I think my favorite thing about Beth's writing in this series is the way she so perfectly captures the highs and lows of Emma's life. These books are SO delightfully funny, and yet at other times are poignant or melancholy, laced with grief. This is the kind of fiction that feels the most true to me, because real life includes all of it. Emma has a particular pluck with which she has very intentionally looked her difficulties in the face and determined to make the best of it—a way of living that I very much admire.
The God of the Woods // Liz Moore
My sister read this novel early in the summer and mentioned a brief reference to our dad's hometown, at which point I immediately added it to my to-read list; we spent a lot of childhood summers visiting extended family in upstate New York, so the book's setting immediately piqued my interest. Moore tells an epic family tale spanning several decades and generations of the Van Laar family and their Adirondack idyll, tinged with tragedy and mystery as two different children of the Van Laar family go missing under mysterious circumstances, their disappearances happening over a decade apart. Moore's writing is wonderful and she kept me guessing the entire time, one of my favorite feelings when reading a book. The less you know going in, the better.

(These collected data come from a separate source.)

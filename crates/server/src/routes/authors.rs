use axum::{extract::{Path, State}, Json};
use models::author;
use service::{
    dto::{CreateAuthorInput, EditAuthorInput},
    Envelope,
};

use crate::routes::ServerState;

#[utoipa::path(
    get, path = "/api/authors", tag = "authors",
    responses((status = 200, description = "Every author", body = crate::openapi::AuthorListEnvelope))
)]
pub async fn list(State(state): State<ServerState>) -> Json<Envelope<Vec<author::Model>>> {
    Json(state.authors.list_all(&state.db).await.into())
}

#[utoipa::path(
    get, path = "/api/authors/{id}", tag = "authors",
    params(("id" = i32, Path, description = "Author id")),
    responses((status = 200, description = "Author or empty payload", body = crate::openapi::AuthorEnvelope))
)]
pub async fn get(State(state): State<ServerState>, Path(id): Path<i32>) -> Json<Envelope<author::Model>> {
    Json(state.authors.find_by_id(&state.db, id).await.into())
}

#[utoipa::path(
    get, path = "/api/authors/by-book/{book_id}", tag = "authors",
    params(("book_id" = i32, Path, description = "Book id")),
    responses((status = 200, description = "Author owning the book", body = crate::openapi::AuthorEnvelope))
)]
pub async fn by_book(State(state): State<ServerState>, Path(book_id): Path<i32>) -> Json<Envelope<author::Model>> {
    Json(state.authors.find_by_book_id(&state.db, book_id).await.into())
}

#[utoipa::path(
    post, path = "/api/authors", tag = "authors",
    request_body = crate::openapi::CreateAuthorDoc,
    responses((status = 200, description = "Every author after the insert", body = crate::openapi::AuthorListEnvelope))
)]
pub async fn create(State(state): State<ServerState>, Json(input): Json<CreateAuthorInput>) -> Json<Envelope<Vec<author::Model>>> {
    Json(state.authors.create(&state.db, input).await.into())
}

#[utoipa::path(
    put, path = "/api/authors", tag = "authors",
    request_body = crate::openapi::EditAuthorDoc,
    responses((status = 200, description = "Every author after the update", body = crate::openapi::AuthorListEnvelope))
)]
pub async fn edit(State(state): State<ServerState>, Json(input): Json<EditAuthorInput>) -> Json<Envelope<Vec<author::Model>>> {
    Json(state.authors.edit(&state.db, input).await.into())
}

#[utoipa::path(
    delete, path = "/api/authors/{id}", tag = "authors",
    params(("id" = i32, Path, description = "Author id")),
    responses((status = 200, description = "Remaining authors", body = crate::openapi::AuthorListEnvelope))
)]
pub async fn delete(State(state): State<ServerState>, Path(id): Path<i32>) -> Json<Envelope<Vec<author::Model>>> {
    Json(state.authors.delete(&state.db, id).await.into())
}
use axum::{extract::{Path, State}, Json};
use models::book::BookWithAuthor;
use service::{
    dto::{CreateBookInput, EditBookInput},
    Envelope,
};

use crate::routes::ServerState;

#[utoipa::path(
    get, path = "/api/books", tag = "books",
    responses((status = 200, description = "Every book with its author", body = crate::openapi::BookListEnvelope))
)]
pub async fn list(State(state): State<ServerState>) -> Json<Envelope<Vec<BookWithAuthor>>> {
    Json(state.books.list_all(&state.db).await.into())
}

#[utoipa::path(
    get, path = "/api/books/{id}", tag = "books",
    params(("id" = i32, Path, description = "Book id")),
    responses((status = 200, description = "Book or empty payload", body = crate::openapi::BookEnvelope))
)]
pub async fn get(State(state): State<ServerState>, Path(id): Path<i32>) -> Json<Envelope<BookWithAuthor>> {
    Json(state.books.find_by_id(&state.db, id).await.into())
}

#[utoipa::path(
    get, path = "/api/books/by-author/{author_id}", tag = "books",
    params(("author_id" = i32, Path, description = "Author id")),
    responses((status = 200, description = "Books of the author, possibly empty", body = crate::openapi::BookListEnvelope))
)]
pub async fn by_author(State(state): State<ServerState>, Path(author_id): Path<i32>) -> Json<Envelope<Vec<BookWithAuthor>>> {
    Json(state.books.find_by_author_id(&state.db, author_id).await.into())
}

#[utoipa::path(
    post, path = "/api/books", tag = "books",
    request_body = crate::openapi::CreateBookDoc,
    responses((status = 200, description = "Every book after the insert, or empty payload for an unknown author", body = crate::openapi::BookListEnvelope))
)]
pub async fn create(State(state): State<ServerState>, Json(input): Json<CreateBookInput>) -> Json<Envelope<Vec<BookWithAuthor>>> {
    Json(state.books.create(&state.db, input).await.into())
}

#[utoipa::path(
    put, path = "/api/books", tag = "books",
    request_body = crate::openapi::EditBookDoc,
    responses((status = 200, description = "Every book after the update", body = crate::openapi::BookListEnvelope))
)]
pub async fn edit(State(state): State<ServerState>, Json(input): Json<EditBookInput>) -> Json<Envelope<Vec<BookWithAuthor>>> {
    Json(state.books.edit(&state.db, input).await.into())
}

#[utoipa::path(
    delete, path = "/api/books/{id}", tag = "books",
    params(("id" = i32, Path, description = "Book id")),
    responses((status = 200, description = "Remaining books", body = crate::openapi::BookListEnvelope))
)]
pub async fn delete(State(state): State<ServerState>, Path(id): Path<i32>) -> Json<Envelope<Vec<BookWithAuthor>>> {
    Json(state.books.delete(&state.db, id).await.into())
}
//! Externally supplied inputs for create/edit operations.

use serde::{Deserialize, Serialize};

#[derive(Debug, Clone, Serialize, Deserialize)]
#[serde(rename_all = "camelCase")]
pub struct CreateAuthorInput {
    pub first_name: String,
    pub last_name: String,
}

#[derive(Debug, Clone, Serialize, Deserialize)]
#[serde(rename_all = "camelCase")]
pub struct EditAuthorInput {
    pub id: i32,
    pub first_name: String,
    pub last_name: String,
}

#[derive(Debug, Clone, Serialize, Deserialize)]
#[serde(rename_all = "camelCase")]
pub struct CreateBookInput {
    pub title: String,
    #[serde(rename = "type")]
    pub kind: String,
    pub author_id: i32,
}

#[derive(Debug, Clone, Serialize, Deserialize)]
#[serde(rename_all = "camelCase")]
pub struct EditBookInput {
    pub id: i32,
    pub title: String,
    #[serde(rename = "type")]
    pub kind: String,
    pub author_id: i32,
}

#[cfg(test)]
mod tests {
    use super::*;

    #[test]
    fn book_input_reads_type_and_author_id() -> anyhow::Result<()> {
        let input: EditBookInput =
            serde_json::from_str(r#"{"id":4,"title":"Emma","type":"Novel","authorId":2}"#)?;
        assert_eq!(input.kind, "Novel");
        assert_eq!(input.author_id, 2);
        Ok(())
    }

    #[test]
    fn author_input_requires_both_names() {
        let res = serde_json::from_str::<CreateAuthorInput>(r#"{"firstName":"Jane"}"#);
        assert!(res.is_err());
    }
}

Small Things Like These // Claire Keegan
This is my sister Lauren's favorite book and it's been on my list to read for a couple years. I read it just after Christmas (nicely timed for the setting of the novel around Christmas). Keegan's prose is so sparse and pared down, but she writes about small, specific moments and occurrences that evoke such clear mental pictures of her characters and their lives. This short novel is a beautiful meditation on people and goodness and at a very basic level, what we owe to each other. I've heard wonderful things about the film adaptation as well and hope to watch it soon.
The Crane Wife: A Memoir in Essays // CJ Hauser
I have been a CJ Hauser fan girl ever since her essay "The Crane Wife" was first
published in The Paris Review in 2019 (if you haven't encountered it before, please go read it!!!! I genuinely believe four exclamation points is not too many). Topics of other essays in this collection included a handful of my favorite things/media: Hepburns Katharine and Audrey,
Rebecca by Daphne du Maurier, and Shirley Jackson/'s house(!).
epigraph to section I
Hepburn Qua Hepburn
The Crane Wife*
Kind of Deep Blue
The Lady with the Lamp
Nights We Didn't
Act Three; Dulcinea Quits
The Second Mrs. de Winter
Unwalling Jackson's Castle
The Fox Farm
Uncoupling*
Siberian Watermelon
The Power Broker: Robert Moses and the Fall of New York // Robert A. Caro
This book represents a significant investment of my time, the book I spent the most time talking about in 2024, and I
wrote a separate review for it here. It's well-regarded for a reason and a great read for anyone interested in the shaping of modern NYC, planning history, and government.
honorable mentions: (with my goodreads reviews linked!)
The Husbands // Holly Gramazio (no formal review on this one, but a very fun and tender debut novel)
/ / /
Thank you for reading! Did we have any favorite books in common this year? I always love hearing what my friends read and loved during the year (or in the past) so I can add to my reading list!